** Excerpted data follows **

use assistant_client::{
    ChatSession, ChatState, ClientConfig, ClientTimeouts, ConfigError, ConnectionManager, ConnectionState,
    ConversationError, ConversationService, DispatchError, MessageDispatcher, Role,
};
use clap::{Args, Parser, Subcommand};
use serde_json::Value;
use tokio::io::{AsyncBufReadExt, BufReader};
use tokio::sync::watch;

#[derive(Debug, thiserror::Error)]
enum CliError {
    #[error(transparent)]
    Config(#[from] ConfigError),
    #[error(transparent)]
    Conversation(#[from] ConversationError),
    #[error("channel did not connect: {0}")]
    NotConnected(String),
    #[error(transparent)]
    Dispatch(#[from] DispatchError),
    #[error("chat session ended unexpectedly")]
    SessionClosed,
    #[error("stdin read failed: {0}")]
    Stdin(#[from] std::io::Error),
    #[error("invalid JSON payload: {0}")]
    InvalidJson(#[from] serde_json::Error),
}

#[derive(Parser, Debug)]
#[command(name = "assistant-cli", about = "Realtime assistant client CLI")]
struct Cli {
    #[arg(long, env = "ASSISTANT_BASE_URL", default_value = "http://127.0.0.1:3000")]
    base_url: String,

    #[arg(long, env = "ASSISTANT_TOKEN", hide_env_values = true)]
    token: Option<String>,

    #[arg(long, env = "ASSISTANT_WS_URL")]
    ws_url: Option<String>,

    #[arg(long, env = "ASSISTANT_CONNECT_TIMEOUT_SECS", default_value_t = 10)]
    connect_timeout_secs: u64,

    #[arg(long, env = "ASSISTANT_RESPONSE_TIMEOUT_SECS", default_value_t = 120, help = "0 waits forever")]
    response_timeout_secs: u64,

    #[command(subcommand)]
    command: Command,
}

#[derive(Subcommand, Debug)]
enum Command {
    Conversation(ConversationCommand),
    Chat(ChatArgs),
}

#[derive(Args, Debug)]
struct ConversationCommand {
    #[command(subcommand)]
    command: ConversationSubcommand,
}

#[derive(Subcommand, Debug)]
enum ConversationSubcommand {
    Create {
        #[arg(long)]
        title: String,
        #[arg(long, env = "ASSISTANT_MODEL")]
        model: Option<String>,
    },
}

#[derive(Args, Debug)]
struct ChatArgs {
    #[arg(long, default_value = "CLI chat")]
    title: String,

    #[arg(long, env = "ASSISTANT_MODEL")]
    model: Option<String>,

    #[arg(long)]
    course_id: Option<String>,

    #[arg(long)]
    lesson_id: Option<String>,
}

#[tokio::main]
async fn main() -> Result<(), CliError> {
    tracing_subscriber::fmt().with_writer(std::io::stderr).init();

    let cli = Cli::parse();
    let config = client_config(&cli)?;

    match cli.command {
        Command::Conversation(conversation) => match conversation.command {
            ConversationSubcommand::Create { title, model } => {
                run_conversation_create(&config, &title, model.as_deref()).await
            }
        },
        Command::Chat(args) => run_chat(&config, args).await,
    }
}

fn client_config(cli: &Cli) -> Result<ClientConfig, CliError> {
    let token = cli.token.clone().filter(|t| !t.is_empty()).ok_or(ConfigError::MissingToken)?;
    let mut config = ClientConfig::new(&cli.base_url, token)?.with_timeouts(ClientTimeouts {
        connect_secs: cli.connect_timeout_secs,
        response_secs: cli.response_timeout_secs,
    });
    if let Some(ws_url) = cli.ws_url.clone().filter(|u| !u.is_empty()) {
        config.ws_url = ws_url;
    }
    Ok(config)
}

async fn run_conversation_create(config: &ClientConfig, title: &str, model: Option<&str>) -> Result<(), CliError> {
    let service = ConversationService::new(config)?;
    let conversation = service.create_conversation(title, model).await?;
    print_json(&serde_json::to_value(&conversation)?)
}

async fn run_chat(config: &ClientConfig, args: ChatArgs) -> Result<(), CliError> {
    let service = ConversationService::new(config)?;
    let conversation = service.create_conversation(&args.title, args.model.as_deref()).await?;
    eprintln!("conversation: {} ({})", conversation.id, conversation.ai_model);

    let connection = ConnectionManager::open(config).await;
    match connection.state() {
        ConnectionState::Connected => {}
        ConnectionState::Failed { reason } => return Err(CliError::NotConnected(reason)),
        other => return Err(CliError::NotConnected(format!("{other:?}"))),
    }

    let dispatcher = MessageDispatcher::from_config(connection.clone(), config);
    let session = ChatSession::new(dispatcher, conversation).with_scope(args.course_id, args.lesson_id);
    let mut state = session.subscribe();

    let mut lines = BufReader::new(tokio::io::stdin()).lines();
    while let Some(line) = lines.next_line().await? {
        match session.submit(&line) {
            Ok(_) => {}
            Err(DispatchError::EmptyMessage) => continue,
            Err(error) => return Err(error.into()),
        }
        let settled = await_reply(&mut state).await?;
        print_outcome(&settled);
    }

    connection.close();
    Ok(())
}

/// Block until the outstanding message resolves, echoing typing changes.
async fn await_reply(state: &mut watch::Receiver<ChatState>) -> Result<ChatState, CliError> {
    let mut typing = false;
    loop {
        {
            let current = state.borrow_and_update();
            if current.typing != typing {
                typing = current.typing;
                if typing {
                    eprintln!("assistant is typing...");
                }
            }
            if !current.awaiting_response {
                return Ok(current.clone());
            }
        }
        state.changed().await.map_err(|_| CliError::SessionClosed)?;
    }
}

fn print_outcome(state: &ChatState) {
    if let Some(error) = &state.last_error {
        eprintln!("error: {error}");
        return;
    }
    if let Some(reply) = state.messages.last().filter(|m| m.role == Role::Assistant) {
        println!("{}", reply.content);
    }
}

fn print_json(value: &Value) -> Result<(), CliError> {
    let rendered = serde_json::to_string_pretty(value)?;
    println!("{rendered}");
    Ok(())
}
//! Table definitions read from a SQL dump instead of a live server

use async_trait::async_trait;
use indexmap::IndexMap;
use std::fs;

use crate::db::SchemaSource;
use crate::error::{Error, Result};
use crate::schema::parser::{header_name, split_dump};

/// `CREATE TABLE` statements keyed by table name, in file order
#[derive(Debug, Clone, Default)]
pub struct DumpSource {
    statements: IndexMap<String, String>,
}

impl DumpSource {
    pub fn from_text(text: &str) -> Result<Self> {
        let mut statements = IndexMap::new();
        for ddl in split_dump(text) {
            let name = header_name(&ddl)
                .ok_or_else(|| Error::malformed("expected a CREATE TABLE header", &ddl))?;
            statements.insert(name, ddl);
        }
        Ok(Self { statements })
    }

    pub fn from_file(path: &str) -> Result<Self> {
        let text = fs::read_to_string(path)?;
        let source = Self::from_text(&text)?;
        tracing::debug!(path, tables = source.statements.len(), "Loaded dump");
        Ok(source)
    }
}

#[async_trait]
impl SchemaSource for DumpSource {
    async fn list_tables(&self) -> Result<Vec<String>> {
        Ok(self.statements.keys().cloned().collect())
    }

    async fn show_create_table(&self, name: &str) -> Result<String> {
        self.statements
            .get(name)
            .cloned()
            .ok_or_else(|| Error::DatabaseError(format!("Table not found: {}", name)))
    }
}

** End of Excerpted data **

» Exercise goal: Copy the data once more. Leave nothing out.

» Exercise output:
use assistant_client::{
    ChatSession, ChatState, ClientConfig, ClientTimeouts, ConfigError, ConnectionManager, ConnectionState,
    ConversationError, ConversationService, DispatchError, MessageDispatcher, Role,
};
use clap::{Args, Parser, Subcommand};
use serde_json::Value;
use tokio::io::{AsyncBufReadExt, BufReader};
use tokio::sync::watch;

#[derive(Debug, thiserror::Error)]
enum CliError {
    #[error(transparent)]
    Config(#[from] ConfigError),
    #[error(transparent)]
    Conversation(#[from] ConversationError),
    #[error("channel did not connect: {0}")]
    NotConnected(String),
    #[error(transparent)]
    Dispatch(#[from] DispatchError),
    #[error("chat session ended unexpectedly")]
    SessionClosed,
    #[error("stdin read failed: {0}")]
    Stdin(#[from] std::io::Error),
    #[error("invalid JSON payload: {0}")]
    InvalidJson(#[from] serde_json::Error),
}

#[derive(Parser, Debug)]
#[command(name = "assistant-cli", about = "Realtime assistant client CLI")]
struct Cli {
    #[arg(long, env = "ASSISTANT_BASE_URL", default_value = "http://127.0.0.1:3000")]
    base_url: String,

    #[arg(long, env = "ASSISTANT_TOKEN", hide_env_values = true)]
    token: Option<String>,

    #[arg(long, env = "ASSISTANT_WS_URL")]
    ws_url: Option<String>,

    #[arg(long, env = "ASSISTANT_CONNECT_TIMEOUT_SECS", default_value_t = 10)]
    connect_timeout_secs: u64,

    #[arg(long, env = "ASSISTANT_RESPONSE_TIMEOUT_SECS", default_value_t = 120, help = "0 waits forever")]
    response_timeout_secs: u64,

    #[command(subcommand)]
    command: Command,
}

#[derive(Subcommand, Debug)]
enum Command {
    Conversation(ConversationCommand),
    Chat(ChatArgs),
}

#[derive(Args, Debug)]
struct ConversationCommand {
    #[command(subcommand)]
    command: ConversationSubcommand,
}

#[derive(Subcommand, Debug)]
enum ConversationSubcommand {
    Create {
        #[arg(long)]
        title: String,
        #[arg(long, env = "ASSISTANT_MODEL")]
        model: Option<String>,
    },
}

#[derive(Args, Debug)]
struct ChatArgs {
    #[arg(long, default_value = "CLI chat")]
    title: String,

    #[arg(long, env = "ASSISTANT_MODEL")]
    model: Option<String>,

    #[arg(long)]
    course_id: Option<String>,

    #[arg(long)]
    lesson_id: Option<String>,
}

#[tokio::main]
async fn main() -> Result<(), CliError> {
    tracing_subscriber::fmt().with_writer(std::io::stderr).init();

    let cli = Cli::parse();
    let config = client_config(&cli)?;

    match cli.command {
        Command::Conversation(conversation) => match conversation.command {
            ConversationSubcommand::Create { title, model } => {
                run_conversation_create(&config, &title, model.as_deref()).await
            }
        },
        Command::Chat(args) => run_chat(&config, args).await,
    }
}

fn client_config(cli: &Cli) -> Result<ClientConfig, CliError> {
    let token = cli.token.clone().filter(|t| !t.is_empty()).ok_or(ConfigError::MissingToken)?;
    let mut config = ClientConfig::new(&cli.base_url, token)?.with_timeouts(ClientTimeouts {
        connect_secs: cli.connect_timeout_secs,
        response_secs: cli.response_timeout_secs,
    });
    if let Some(ws_url) = cli.ws_url.clone().filter(|u| !u.is_empty()) {
        config.ws_url = ws_url;
    }
    Ok(config)
}

async fn run_conversation_create(config: &ClientConfig, title: &str, model: Option<&str>) -> Result<(), CliError> {
    let service = ConversationService::new(config)?;
    let conversation = service.create_conversation(title, model).await?;
    print_json(&serde_json::to_value(&conversation)?)
}

async fn run_chat(config: &ClientConfig, args: ChatArgs) -> Result<(), CliError> {
    let service = ConversationService::new(config)?;
    let conversation = service.create_conversation(&args.title, args.model.as_deref()).await?;
    eprintln!("conversation: {} ({})", conversation.id, conversation.ai_model);

    let connection = ConnectionManager::open(config).await;
    match connection.state() {
        ConnectionState::Connected => {}
        ConnectionState::Failed { reason } => return Err(CliError::NotConnected(reason)),
        other => return Err(CliError::NotConnected(format!("{other:?}"))),
    }

    let dispatcher = MessageDispatcher::from_config(connection.clone(), config);
    let session = ChatSession::new(dispatcher, conversation).with_scope(args.course_id, args.lesson_id);
    let mut state = session.subscribe();

    let mut lines = BufReader::new(tokio::io::stdin()).lines();
    while let Some(line) = lines.next_line().await? {
        match session.submit(&line) {
            Ok(_) => {}
            Err(DispatchError::EmptyMessage) => continue,
            Err(error) => return Err(error.into()),
        }
        let settled = await_reply(&mut state).await?;
        print_outcome(&settled);
    }

    connection.close();
    Ok(())
}

/// Block until the outstanding message resolves, echoing typing changes.
async fn await_reply(state: &mut watch::Receiver<ChatState>) -> Result<ChatState, CliError> {
    let mut typing = false;
    loop {
        {
            let current = state.borrow_and_update();
            if current.typing != typing {
                typing = current.typing;
                if typing {
                    eprintln!("assistant is typing...");
                }
            }
            if !current.awaiting_response {
                return Ok(current.clone());
            }
        }
        state.changed().await.map_err(|_| CliError::SessionClosed)?;
    }
}

fn print_outcome(state: &ChatState) {
    if let Some(error) = &state.last_error {
        eprintln!("error: {error}");
        return;
    }
    if let Some(reply) = state.messages.last().filter(|m| m.role == Role::Assistant) {
        println!("{}", reply.content);
    }
}

fn print_json(value: &Value) -> Result<(), CliError> {
    let rendered = serde_json::to_string_pretty(value)?;
    println!("{rendered}");
    Ok(())
}
//! Table definitions read from a SQL dump instead of a live server

use async_trait::async_trait;
use indexmap::IndexMap;
use std::fs;

use crate::db::SchemaSource;
use crate::error::{Error, Result};
use crate::schema::parser::{header_name, split_dump};

/// `CREATE TABLE` statements keyed by table name, in file order
#[derive(Debug, Clone, Default)]
pub struct DumpSource {
    statements: IndexMap<String, String>,
}

impl DumpSource {
    pub fn from_text(text: &str) -> Result<Self> {
        let mut statements = IndexMap::new();
        for ddl in split_dump(text) {
            let name = header_name(&ddl)
                .ok_or_else(|| Error::malformed("expected a CREATE TABLE header", &ddl))?;
            statements.insert(name, ddl);
        }
        Ok(Self { statements })
    }

    pub fn from_file(path: &str) -> Result<Self> {
        let text = fs::read_to_string(path)?;
        let source = Self::from_text(&text)?;
        tracing::debug!(path, tables = source.statements.len(), "Loaded dump");
        Ok(source)
    }
}

#[async_trait]
impl SchemaSource for DumpSource {
    async fn list_tables(&self) -> Result<Vec<String>> {
        Ok(self.statements.keys().cloned().collect())
    }

    async fn show_create_table(&self, name: &str) -> Result<String> {
        self.statements
            .get(name)
            .cloned()
            .ok_or_else(|| Error::DatabaseError(format!("Table not found: {}", name)))
    }
}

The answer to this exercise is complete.